Komla YAWO
Le timing ne saurait être plus dramatique ni plus explicite. Quelques jours seulement après la prestation de serment du tout nouveau président de la République, Romuald Wadagni, le Bénin est de nouveau confronté à la violence aveugle du terrorisme dans sa partie septentrionale. Cette offensive meurtrière, survenue alors que le nouveau chef de l'État a fait de la sécurité et de l'éradication de la menace djihadiste le pilier central de son discours d'investiture, résonne comme un défi direct lancé au nouveau pouvoir de Cotonou. Plus qu'une simple coïncidence calendaire, cette agression interroge sur la stratégie des groupes armés non étatiques face aux ambitions déclarées de la nouvelle gouvernance béninoise.

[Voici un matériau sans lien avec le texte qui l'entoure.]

//! Domain types for trackers, categories, and completion records.
//!
//! These are plain value types: identity and equality rules live here,
//! persistence lives in `storage`, and date-based filtering in `schedule`.

use chrono::{DateTime, Datelike, NaiveDate, Utc};
use serde::{Deserialize, Serialize};
use std::fmt;
use std::str::FromStr;
use uuid::Uuid;

/// Day of the week a tracker can be scheduled on.
///
/// Canonical indices are Monday=0 through Sunday=6. The mapping from a
/// calendar date is locale-independent: ISO weekday 1 (Monday) maps to
/// index 0 and ISO weekday 7 (Sunday) maps to index 6.
#[derive(Debug, Clone, Copy, PartialEq, Eq, PartialOrd, Ord, Hash, Serialize, Deserialize)]
#[serde(rename_all = "lowercase")]
pub enum Weekday {
    Monday,
    Tuesday,
    Wednesday,
    Thursday,
    Friday,
    Saturday,
    Sunday,
}

impl Weekday {
    /// All weekdays in canonical order, Monday first.
    pub const ALL: [Weekday; 7] = [
        Weekday::Monday,
        Weekday::Tuesday,
        Weekday::Wednesday,
        Weekday::Thursday,
        Weekday::Friday,
        Weekday::Saturday,
        Weekday::Sunday,
    ];

    /// Canonical index, Monday=0 ... Sunday=6.
    pub fn index(self) -> u8 {
        self as u8
    }

    /// Weekday for a canonical index, if in range.
    pub fn from_index(index: u8) -> Option<Weekday> {
        Weekday::ALL.get(index as usize).copied()
    }

    /// Weekday of a calendar date.
    pub fn from_date(date: NaiveDate) -> Weekday {
        // num_days_from_monday is 0=Monday..6=Sunday, exactly the canonical index.
        Weekday::ALL[date.weekday().num_days_from_monday() as usize]
    }
}

impl fmt::Display for Weekday {
    fn fmt(&self, f: &mut fmt::Formatter<'_>) -> fmt::Result {
        let name = match self {
            Weekday::Monday => "monday",
            Weekday::Tuesday => "tuesday",
            Weekday::Wednesday => "wednesday",
            Weekday::Thursday => "thursday",
            Weekday::Friday => "friday",
            Weekday::Saturday => "saturday",
            Weekday::Sunday => "sunday",
        };
        f.write_str(name)
    }
}

impl FromStr for Weekday {
    type Err = String;

    fn from_str(s: &str) -> Result<Self, Self::Err> {
        match s.trim().to_ascii_lowercase().as_str() {
            "mon" | "monday" => Ok(Weekday::Monday),
            "tue" | "tuesday" => Ok(Weekday::Tuesday),
            "wed" | "wednesday" => Ok(Weekday::Wednesday),
            "thu" | "thursday" => Ok(Weekday::Thursday),
            "fri" | "friday" => Ok(Weekday::Friday),
            "sat" | "saturday" => Ok(Weekday::Saturday),
            "sun" | "sunday" => Ok(Weekday::Sunday),
            other => Err(format!("unknown weekday '{other}'")),
        }
    }
}

/// Set of weekdays a tracker is active on, stored as a 7-bit mask.
///
/// Bit n corresponds to the weekday with canonical index n. The mask is
/// also the on-disk encoding, so there is exactly one representation of
/// any schedule. Serializes as a list of weekday names.
#[derive(Debug, Clone, Copy, PartialEq, Eq, Hash, Default)]
pub struct Schedule(u8);

const SCHEDULE_MASK: u8 = 0b0111_1111;

impl Schedule {
    /// Empty schedule. A tracker with an empty schedule is never due.
    pub fn new() -> Schedule {
        Schedule(0)
    }

    /// Schedule covering all seven days.
    pub const EVERY_DAY: Schedule = Schedule(SCHEDULE_MASK);

    /// Build from any collection of weekdays.
    pub fn from_days<I: IntoIterator<Item = Weekday>>(days: I) -> Schedule {
        days.into_iter().collect()
    }

    pub fn insert(&mut self, day: Weekday) {
        self.0 |= 1 << day.index();
    }

    pub fn remove(&mut self, day: Weekday) {
        self.0 &= !(1 << day.index());
    }

    pub fn contains(self, day: Weekday) -> bool {
        self.0 & (1 << day.index()) != 0
    }

    pub fn is_empty(self) -> bool {
        self.0 == 0
    }

    /// Days in canonical order, Monday first.
    pub fn days(self) -> Vec<Weekday> {
        Weekday::ALL
            .iter()
            .copied()
            .filter(|day| self.contains(*day))
            .collect()
    }

    /// Raw 7-bit mask, the canonical storage encoding.
    pub fn bits(self) -> u8 {
        self.0
    }

    /// Rebuild from a stored mask. Bits outside the low seven are dropped.
    pub fn from_bits(bits: u8) -> Schedule {
        Schedule(bits & SCHEDULE_MASK)
    }
}

impl FromIterator<Weekday> for Schedule {
    fn from_iter<I: IntoIterator<Item = Weekday>>(iter: I) -> Schedule {
        let mut schedule = Schedule::new();
        for day in iter {
            schedule.insert(day);
        }
        schedule
    }
}

impl Serialize for Schedule {
    fn serialize<S: serde::Serializer>(&self, serializer: S) -> Result<S::Ok, S::Error> {
        self.days().serialize(serializer)
    }
}

impl<'de> Deserialize<'de> for Schedule {
    fn deserialize<D: serde::Deserializer<'de>>(deserializer: D) -> Result<Self, D::Error> {
        let days = Vec::<Weekday>::deserialize(deserializer)?;
        Ok(Schedule::from_days(days))
    }
}

/// Fixed display palette; tracker colors are keys into this set.
pub const COLOR_PALETTE: [&str; 18] = [
    "CollectionColor1",
    "CollectionColor2",
    "CollectionColor3",
    "CollectionColor4",
    "CollectionColor5",
    "CollectionColor6",
    "CollectionColor7",
    "CollectionColor8",
    "CollectionColor9",
    "CollectionColor10",
    "CollectionColor11",
    "CollectionColor12",
    "CollectionColor13",
    "CollectionColor14",
    "CollectionColor15",
    "CollectionColor16",
    "CollectionColor17",
    "CollectionColor18",
];

/// Whether `key` names a palette color.
pub fn is_palette_color(key: &str) -> bool {
    COLOR_PALETTE.contains(&key)
}

/// A trackable habit.
#[derive(Debug, Clone, PartialEq, Serialize, Deserialize)]
pub struct Tracker {
    pub id: Uuid,
    pub name: String,
    pub emoji: String,
    /// Key into [`COLOR_PALETTE`].
    pub color: String,
    pub schedule: Schedule,
    pub category_id: Uuid,
    pub created_at: DateTime<Utc>,
}

impl Tracker {
    /// Whether this tracker is due on `date`.
    pub fn is_scheduled_on(&self, date: NaiveDate) -> bool {
        self.schedule.contains(Weekday::from_date(date))
    }
}

/// Payload for the create-tracker command.
#[derive(Debug, Clone, Serialize, Deserialize)]
pub struct NewTracker {
    pub name: String,
    pub emoji: String,
    pub color: String,
    pub schedule: Schedule,
    pub category_id: Uuid,
}

/// A named grouping of trackers.
///
/// `trackers` is populated (in canonical order) when the category comes out
/// of a store query.
#[derive(Debug, Clone, PartialEq, Serialize, Deserialize)]
pub struct TrackerCategory {
    pub id: Uuid,
    pub title: String,
    pub trackers: Vec<Tracker>,
    pub created_at: DateTime<Utc>,
}

/// Evidence that a tracker was completed on a calendar day.
///
/// Equality and hashing cover both fields; `date` is already day-granular,
/// so two records for the same tracker and day are the same record.
#[derive(Debug, Clone, Copy, PartialEq, Eq, Hash, Serialize, Deserialize)]
pub struct TrackerRecord {
    pub tracker_id: Uuid,
    pub date: NaiveDate,
}
//! Statistics commands for CLI.

use clap::Subcommand;
use habitlog_core::storage::TrackerStore;

#[derive(Subcommand)]
pub enum StatsAction {
    /// Summary across the whole ledger
    Show,
}

pub fn run(action: StatsAction) -> Result<(), Box<dyn std::error::Error>> {
    let store = TrackerStore::open()?;

    match action {
        StatsAction::Show => {
            let summary = store.statistics()?;
            println!("{}", serde_json::to_string_pretty(&summary)?);
        }
    }
    Ok(())
}
#[cfg(test)]
mod tests {
    use super::*;
    use crate::model::Weekday;
    use proptest::prelude::*;
    use std::sync::mpsc::TryRecvError;

    fn store() -> TrackerStore {
        TrackerStore::open_memory().unwrap()
    }

    fn new_tracker(name: &str, schedule: Schedule, category_id: Uuid) -> NewTracker {
        NewTracker {
            name: name.to_string(),
            emoji: "🏃".to_string(),
            color: "CollectionColor2".to_string(),
            schedule,
            category_id,
        }
    }

    // 2024-01-01 is a Monday.
    fn monday() -> NaiveDate {
        NaiveDate::from_ymd_opt(2024, 1, 1).unwrap()
    }

    #[test]
    fn category_titles_are_unique_case_insensitively() {
        let store = store();
        store.create_category("Sport").unwrap();
        let err = store.create_category("sport").unwrap_err();
        assert!(matches!(err, StoreError::DuplicateTitle(title) if title == "sport"));
    }

    #[test]
    fn category_title_must_not_be_blank() {
        let store = store();
        let err = store.create_category("   ").unwrap_err();
        assert!(matches!(err, StoreError::InvalidInput { field: "title", .. }));
    }

    #[test]
    fn rename_checks_collisions_but_allows_case_change_of_self() {
        let store = store();
        let health = store.create_category("Health").unwrap();
        store.create_category("Work").unwrap();

        let err = store.rename_category(health.id, "WORK").unwrap_err();
        assert!(matches!(err, StoreError::DuplicateTitle(_)));

        // Changing only the casing of the category's own title is allowed.
        store.rename_category(health.id, "HEALTH").unwrap();
        let titles: Vec<String> = store
            .list_categories()
            .unwrap()
            .into_iter()
            .map(|c| c.title)
            .collect();
        assert_eq!(titles, vec!["HEALTH".to_string(), "Work".to_string()]);
    }

    #[test]
    fn rename_missing_category_fails() {
        let store = store();
        let err = store.rename_category(Uuid::new_v4(), "Anything").unwrap_err();
        assert!(matches!(err, StoreError::CategoryNotFound(_)));
    }

    #[test]
    fn categories_sort_alphabetically_ignoring_case() {
        let store = store();
        store.create_category("work").unwrap();
        store.create_category("Art").unwrap();
        store.create_category("health").unwrap();

        let titles: Vec<String> = store
            .list_categories()
            .unwrap()
            .into_iter()
            .map(|c| c.title)
            .collect();
        assert_eq!(titles, vec!["Art", "health", "work"]);
    }

    #[test]
    fn tracker_requires_existing_category() {
        let store = store();
        let err = store
            .create_tracker(&new_tracker("Run", Schedule::EVERY_DAY, Uuid::new_v4()))
            .unwrap_err();
        assert!(matches!(err, StoreError::CategoryNotFound(_)));
    }

    #[test]
    fn tracker_rejects_empty_name_and_unknown_color() {
        let store = store();
        let category = store.create_category("Health").unwrap();

        let err = store
            .create_tracker(&new_tracker("  ", Schedule::EVERY_DAY, category.id))
            .unwrap_err();
        assert!(matches!(err, StoreError::InvalidInput { field: "name", .. }));

        let mut bad_color = new_tracker("Run", Schedule::EVERY_DAY, category.id);
        bad_color.color = "Magenta".to_string();
        let err = store.create_tracker(&bad_color).unwrap_err();
        assert!(matches!(err, StoreError::InvalidInput { field: "color", .. }));
    }

    #[test]
    fn tracker_round_trip_preserves_schedule() {
        let store = store();
        let category = store.create_category("Health").unwrap();
        let schedule = Schedule::from_days([Weekday::Monday, Weekday::Friday]);
        let created = store
            .create_tracker(&new_tracker("Run", schedule, category.id))
            .unwrap();

        let fetched = store.get_tracker(created.id).unwrap().unwrap();
        assert_eq!(fetched.schedule, schedule);
        assert_eq!(fetched.name, "Run");
        assert_eq!(fetched.category_id, category.id);
    }

    #[test]
    fn update_moves_tracker_between_categories() {
        let store = store();
        let health = store.create_category("Health").unwrap();
        let work = store.create_category("Work").unwrap();
        let mut tracker = store
            .create_tracker(&new_tracker("Run", Schedule::EVERY_DAY, health.id))
            .unwrap();

        tracker.category_id = work.id;
        tracker.name = "Walk".to_string();
        store.update_tracker(&tracker).unwrap();

        assert!(store.list_trackers(Some(health.id)).unwrap().is_empty());
        let moved = store.list_trackers(Some(work.id)).unwrap();
        assert_eq!(moved.len(), 1);
        assert_eq!(moved[0].name, "Walk");
    }

    #[test]
    fn update_missing_tracker_fails() {
        let store = store();
        let category = store.create_category("Health").unwrap();
        let tracker = Tracker {
            id: Uuid::new_v4(),
            name: "Ghost".to_string(),
            emoji: "👻".to_string(),
            color: "CollectionColor1".to_string(),
            schedule: Schedule::EVERY_DAY,
            category_id: category.id,
            created_at: Utc::now(),
        };
        let err = store.update_tracker(&tracker).unwrap_err();
        assert!(matches!(err, StoreError::TrackerNotFound(_)));
    }

    #[test]
    fn toggle_flips_state_and_keeps_one_record_per_day() {
        let store = store();
        let category = store.create_category("Health").unwrap();
        let tracker = store
            .create_tracker(&new_tracker("Run", Schedule::EVERY_DAY, category.id))
            .unwrap();

        assert!(store.toggle_completion(tracker.id, monday()).unwrap());
        assert!(store.is_completed(tracker.id, monday()).unwrap());
        assert_eq!(store.completion_count(tracker.id).unwrap(), 1);

        assert!(!store.toggle_completion(tracker.id, monday()).unwrap());
        assert!(!store.is_completed(tracker.id, monday()).unwrap());
        assert_eq!(store.completion_count(tracker.id).unwrap(), 0);
    }

    #[test]
    fn toggle_rejects_future_dates() {
        let store = store();
        let category = store.create_category("Health").unwrap();
        let tracker = store
            .create_tracker(&new_tracker("Run", Schedule::EVERY_DAY, category.id))
            .unwrap();

        let tomorrow = Local::now().date_naive() + chrono::Days::new(1);
        let err = store.toggle_completion(tracker.id, tomorrow).unwrap_err();
        assert!(matches!(err, StoreError::FutureDate(_)));
        assert_eq!(store.completion_count(tracker.id).unwrap(), 0);
    }

    #[test]
    fn toggle_unknown_tracker_fails() {
        let store = store();
        let err = store
            .toggle_completion(Uuid::new_v4(), monday())
            .unwrap_err();
        assert!(matches!(err, StoreError::TrackerNotFound(_)));
    }

    #[test]
    fn deleting_tracker_cascades_records() {
        let store = store();
        let category = store.create_category("Health").unwrap();
        let tracker = store
            .create_tracker(&new_tracker("Run", Schedule::EVERY_DAY, category.id))
            .unwrap();
        store.toggle_completion(tracker.id, monday()).unwrap();

        store.delete_tracker(tracker.id).unwrap();
        assert!(store.get_tracker(tracker.id).unwrap().is_none());
        assert!(store.list_completions(Some(tracker.id)).unwrap().is_empty());
    }

    #[test]
    fn deleting_category_cascades_trackers_and_records() {
        let store = store();
        let category = store.create_category("Health").unwrap();
        let tracker = store
            .create_tracker(&new_tracker("Run", Schedule::EVERY_DAY, category.id))
            .unwrap();
        store.toggle_completion(tracker.id, monday()).unwrap();

        store.delete_category(category.id).unwrap();
        assert!(store.list_categories().unwrap().is_empty());
        assert!(store.list_trackers(None).unwrap().is_empty());
        assert!(store.list_completions(None).unwrap().is_empty());
    }

    #[test]
    fn delete_missing_entities_fail() {
        let store = store();
        assert!(matches!(
            store.delete_category(Uuid::new_v4()).unwrap_err(),
            StoreError::CategoryNotFound(_)
        ));
        assert!(matches!(
            store.delete_tracker(Uuid::new_v4()).unwrap_err(),
            StoreError::TrackerNotFound(_)
        ));
    }

    #[test]
    fn subscribers_get_one_event_per_committed_change() {
        let store = store();
        let first = store.subscribe();
        let second = store.subscribe();

        let category = store.create_category("Health").unwrap();

        for subscription in [&first, &second] {
            let event = subscription.events.try_recv().unwrap();
            assert_eq!(event.kind, ChangeKind::Category);
            assert!(matches!(
                subscription.events.try_recv(),
                Err(TryRecvError::Empty)
            ));
        }

        let tracker = store
            .create_tracker(&new_tracker("Run", Schedule::EVERY_DAY, category.id))
            .unwrap();
        store.toggle_completion(tracker.id, monday()).unwrap();

        let kinds: Vec<ChangeKind> = first.events.try_iter().map(|e| e.kind).collect();
        assert_eq!(kinds, vec![ChangeKind::Tracker, ChangeKind::Record]);
    }

    #[test]
    fn cascade_delete_notifies_every_affected_kind() {
        let store = store();
        let category = store.create_category("Health").unwrap();
        let tracker = store
            .create_tracker(&new_tracker("Run", Schedule::EVERY_DAY, category.id))
            .unwrap();
        store.toggle_completion(tracker.id, monday()).unwrap();

        let subscription = store.subscribe();
        store.delete_category(category.id).unwrap();

        let kinds: Vec<ChangeKind> = subscription.events.try_iter().map(|e| e.kind).collect();
        assert_eq!(
            kinds,
            vec![ChangeKind::Category, ChangeKind::Tracker, ChangeKind::Record]
        );
    }

    #[test]
    fn unsubscribed_handles_receive_nothing() {
        let store = store();
        let subscription = store.subscribe();
        store.unsubscribe(subscription.id);

        store.create_category("Health").unwrap();
        assert!(matches!(
            subscription.events.try_recv(),
            Err(TryRecvError::Disconnected)
        ));
    }

    #[test]
    fn dropped_receiver_does_not_fail_mutations() {
        let store = store();
        let subscription = store.subscribe();
        drop(subscription.events);

        store.create_category("Health").unwrap();
        store.create_category("Work").unwrap();
        assert_eq!(store.list_categories().unwrap().len(), 2);
    }

    #[test]
    fn failed_mutations_notify_nobody() {
        let store = store();
        store.create_category("Health").unwrap();
        let subscription = store.subscribe();

        let _ = store.create_category("health").unwrap_err();
        assert!(matches!(
            subscription.events.try_recv(),
            Err(TryRecvError::Empty)
        ));
    }

    #[test]
    fn statistics_over_store_snapshot() {
        let store = store();
        let category = store.create_category("Health").unwrap();
        let tracker = store
            .create_tracker(&new_tracker(
                "Run",
                Schedule::from_days([Weekday::Monday]),
                category.id,
            ))
            .unwrap();
        store.toggle_completion(tracker.id, monday()).unwrap();

        let summary = store.statistics().unwrap();
        assert_eq!(summary.completed_trackers, 1);
        assert_eq!(summary.ideal_days, 1);
        assert_eq!(summary.best_period, 1);
        assert!((summary.average_value - 1.0).abs() < f64::EPSILON);
    }

    proptest! {
        // Any toggle sequence leaves each day with at most one record, and
        // record presence equals the parity of toggles on that day.
        #[test]
        fn toggle_sequences_preserve_ledger_invariants(
            flips in proptest::collection::vec(0usize..4, 1..40)
        ) {
            let store = store();
            let category = store.create_category("Health").unwrap();
            let tracker = store
                .create_tracker(&new_tracker("Run", Schedule::EVERY_DAY, category.id))
                .unwrap();

            let days: Vec<NaiveDate> = (0..4)
                .map(|offset| monday() + chrono::Days::new(offset))
                .collect();
            let mut toggle_counts = [0usize; 4];

            for &day_index in &flips {
                store.toggle_completion(tracker.id, days[day_index]).unwrap();
                toggle_counts[day_index] += 1;
            }

            let records = store.list_completions(Some(tracker.id)).unwrap();
            let mut seen_days = std::collections::HashSet::new();
            for record in &records {
                prop_assert!(seen_days.insert(record.date));
            }
            for (day_index, day) in days.iter().enumerate() {
                let expected = toggle_counts[day_index] % 2 == 1;
                prop_assert_eq!(store.is_completed(tracker.id, *day).unwrap(), expected);
            }
        }
    }
}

Le message par le sang, une provocation délibérée des groupes armés
L'histoire des conflits asymétriques au Sahel et dans les États côtiers démontre que les périodes de transition politique constituent des moments de vulnérabilité que les groupes terroristes, qu'ils soient affiliés au Groupe de soutien à l'islam et aux musulmans (GSIM) ou à l'État islamique, exploitent systématiquement. En frappant le Bénin au lendemain immédiat de l'installation du nouveau gouvernement, les insurgés envoient un signal fort. Il s'agit d'une tentative claire de démoraliser les forces de défense et de sécurité, de tester la chaîne de commandement fraîchement remaniée et de semer le doute au sein d'une population civile en attente de changement.
Cette agression est la réponse du berger à la bergère. Lors de son investiture, le président Wadagni a affiché une fermeté absolue, promettant une intensification des opérations militaires et une rupture avec les approches passées pour sanctuariser le territoire national. En déclenchant ces attaques, les chefs djihadistes cherchent à désacraliser la parole présidentielle naissante, en opposant la réalité brute du terrain aux promesses solennelles de la magistrature suprême.
Le pivot stratégique de Romuald Wadagni face à l'épreuve du réel
Pour le président béninois, cette crise sécuritaire immédiate accélère brutalement l'agenda politique. Sa doctrine, qui lie intrinsèquement le développement économique des zones frontalières à la réponse militaire stricte, est mise à l'épreuve plus tôt que prévu. L'analyse des budgets et des orientations stratégiques de Cotonou montre que le pays a massivement investi dans l'acquisition de vecteurs aériens, de drones de surveillance et dans le renforcement du renseignement tactique à travers l'opération Mirador.
La provocation des groupes terroristes vise précisément à pousser le gouvernement à la faute; soit en l'entraînant dans une réaction de représailles disproportionnées qui s'aliénerait les populations locales du Nord, soit en révélant des failles de coordination transfrontalière avec les voisins burkinabé, nigérien et togolais. Le défi pour la nouvelle administration sera de maintenir le cap de sa réforme sécuritaire sans céder à l'urgence de la communication politique.
Les perspectives d'une guerre d'usure sur la côte ouest-africaine
Cette nouvelle attaque confirme que le Bénin n'est plus seulement une zone de contournement ou de repli logistique pour les katibas sahéliennes, mais un véritable front actif. La capacité du gouvernement Wadagni à contenir cette poussée dépendra fortement de la concrétisation de ses promesses d'équipements, mais aussi de sa diplomatie régionale, dans un contexte où les pays de l'Alliance des États du Sahel (AES) ont rompu les amarres avec la CEDEAO, compliquant le partage de renseignements criminels et militaires.
En fin de compte, ce baptême du feu impose une certitude à la nouvelle équipe dirigeante. La lutte contre le terrorisme ne sera pas une guerre éclair, mais une course de fond. La provocation des groupes armés a le mérite de dissiper toute illusion d'état de grâce pour Romuald Wadagni. C'est à la qualité de sa réponse opérationnelle, dans les semaines à venir, que les Béninois jugeront l'efficacité du nouveau chef de l'État.